Course Syllabus: Numerical Computing with Julia
Course Title: Numerical Computing with Julia
Course Description: This course introduces students to numerical computing using the Julia programming language. It covers the fundamentals of numerical methods and how they are implemented in Julia for solving real-world scientific and engineering problems. Students will learn to utilize Julia’s high-performance capabilities to handle large-scale numerical computations efficiently.
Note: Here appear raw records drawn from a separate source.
//! Pipeline error types.

use std::fmt;
use std::path::PathBuf;

use crate::build::blocks::UnterminatedBlock;
use crate::build::frontmatter::FrontMatterError;
use crate::build::render::RenderError;

/// Errors that fail a single post. The rest of the build carries on.
#[derive(thiserror::Error, Debug)]
pub enum PipelineError {
    #[error("failed to read source: {0}")]
    Read(#[source] std::io::Error),

    #[error("source is not valid UTF-8: {0}")]
    Encoding(#[from] std::str::Utf8Error),

    #[error("malformed front matter: {0}")]
    MalformedFrontMatter(#[from] FrontMatterError),

    #[error(transparent)]
    UnterminatedBlock(#[from] UnterminatedBlock),

    #[error("unknown layout '{layout}' (available: {})", .available.join(", "))]
    UnknownLayout {
        layout: String,
        available: Vec<String>,
    },

    #[error("permalink '{0}' points outside the site")]
    InvalidPermalink(String),

    #[error("{0}")]
    Render(#[from] RenderError),

    #[error("stage '{stage}' failed: {message}")]
    Stage { stage: String, message: String },
}

impl PipelineError {
    /// Create a stage-specific error.
    pub fn stage(stage: impl Into<String>, message: impl Into<String>) -> Self {
        Self::Stage {
            stage: stage.into(),
            message: message.into(),
        }
    }
}

/// A post that could not be built, and why.
#[derive(Debug)]
pub struct PostFailure {
    /// Source path relative to the content root
    pub path: PathBuf,
    pub error: PipelineError,
}

impl PostFailure {
    pub fn new(path: impl Into<PathBuf>, error: PipelineError) -> Self {
        Self {
            path: path.into(),
            error,
        }
    }
}

impl fmt::Display for PostFailure {
    fn fmt(&self, f: &mut fmt::Formatter<'_>) -> fmt::Result {
        write!(f, "{}: {}", self.path.display(), self.error)
    }
}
The course includes both theoretical understanding and practical applications, ensuring students can effectively apply numerical methods to various problems.
Prerequisites:
Basic knowledge of calculus and linear algebra
Familiarity with programming concepts (experience with any programming language is beneficial)
Course Objectives:
Understand the core principles of numerical computing
Develop proficiency in using Julia for numerical methods
Implement and analyze numerical algorithms
Apply numerical techniques to solve scientific and engineering problems
Enhance skills in mathematical modeling and computational efficiency
Week 1: Introduction to Julia and Numerical Computing
Overview of Julia programming language
Basic syntax and operations in Julia
Introduction to numerical computing concepts
Importance and applications of numerical methods
Week 2: Numerical Linear Algebra
Solving systems of linear equations (direct and iterative methods)
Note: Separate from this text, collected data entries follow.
//! Routing stage.

use crate::build::paths::{PermalinkParts, expand_permalink};
use crate::build::pipeline::{PipelineContext, PipelineError, ProcessingDocument, Route, Stage};

/// Stage that resolves a post's layout and URL.
///
/// The layout is the post's `layout` or the configured default and must be
/// loaded. The URL comes from the post's `permalink`, else the posts pattern
/// for dated posts or the pages pattern for undated ones, and must stay
/// inside the output directory.
pub struct RouteStage;

impl Stage for RouteStage {
    fn name(&self) -> &'static str {
        "route"
    }

    fn process(
        &self,
        doc: &mut ProcessingDocument,
        ctx: &PipelineContext,
    ) -> Result<(), PipelineError> {
        let post = &doc.post;
        let layout = post.layout().unwrap_or(&ctx.config.defaults.layout);
        if !ctx.renderer.has_layout(layout) {
            return Err(PipelineError::UnknownLayout {
                layout: layout.to_string(),
                available: ctx.renderer.layout_names(),
            });
        }

        let pattern: &str = match post.permalink() {
            Some(permalink) => permalink,
            None if post.date.is_some() => &ctx.config.permalink.posts,
            None => &ctx.config.permalink.pages,
        };
        let url_path = expand_permalink(
            pattern,
            &PermalinkParts {
                date: post.date,
                slug: &post.slug,
                categories: post.categories(),
                source_path: &post.source_path,
            },
        );
        if url_path.split('/').any(|segment| segment == "." || segment == "..") {
            return Err(PipelineError::InvalidPermalink(url_path));
        }

        doc.route = Some(Route {
            layout: layout.to_string(),
            url_path,
        });
        Ok(())
    }
}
Matrix factorizations (LU, QR, Cholesky)
Eigenvalues and eigenvectors
Implementing linear algebra algorithms in Julia
Week 3: Root-Finding Methods
Bisection method
Newton-Raphson method
Secant method
Implementing root-finding algorithms in Julia
Week 4: Interpolation and Extrapolation
Polynomial interpolation (Lagrange, Newton)
Spline interpolation
Extrapolation techniques
Implementing interpolation methods in Julia
Week 5: Numerical Differentiation and Integration
Finite difference methods
Numerical differentiation techniques
Trapezoidal and Simpson’s rule for integration
Implementing differentiation and integration algorithms in Julia
Week 6: Numerical Solutions of Ordinary Differential Equations (ODEs)
Initial value problems (IVPs)
Euler’s method and improved Euler’s method
Runge-Kutta methods
Implementing ODE solvers in Julia
Week 7: Numerical Solutions of Partial Differential Equations (PDEs)
Classification of PDEs
Finite difference methods for PDEs
Solving heat and wave equations
Implementing PDE solvers in Julia
Week 8: Optimization Methods
Unconstrained optimization (gradient descent, Newton’s method)
Constrained optimization (linear and quadratic programming)
Implementing optimization algorithms in Julia
Practical applications and case studies
Week 9: Monte Carlo Methods and Simulations
Introduction to Monte Carlo methods
Random sampling techniques
Monte Carlo integration and simulations
Implementing Monte Carlo methods in Julia
Week 10: High-Performance Computing with Julia
Parallel and distributed computing
Performance optimization techniques
Using Julia packages for high-performance computing
Practical examples and projects
Week 11: Final Project
Students will work on a comprehensive project
Apply the concepts and techniques learned throughout the course
Present findings and insights using Julia
Week 12: Review and Exam Preparation
Review of key concepts
Practice problems and Q&A
Exam preparation strategies
Week 13: Final Exam
- Comprehensive exam covering the course material
Assessment:
Weekly assignments and quizzes
Midterm project
Final project presentation
Final exam
Textbooks and Resources:
“Think Julia: How to Think Like a Computer Scientist” by Ben Lauwens and Allen Downey
“Numerical Analysis” by Richard L. Burden and J. Douglas Faires
Online documentation and resources from the Julia Language website
Additional readings and resources provided during the course
Instructor Contact:
Office hours: [Specify time]
Email: [Instructor’s email]
Course website: [Provide link]
This syllabus provides a detailed structure for a university course on numerical computing with Julia, ensuring a thorough understanding of numerical methods and their applications.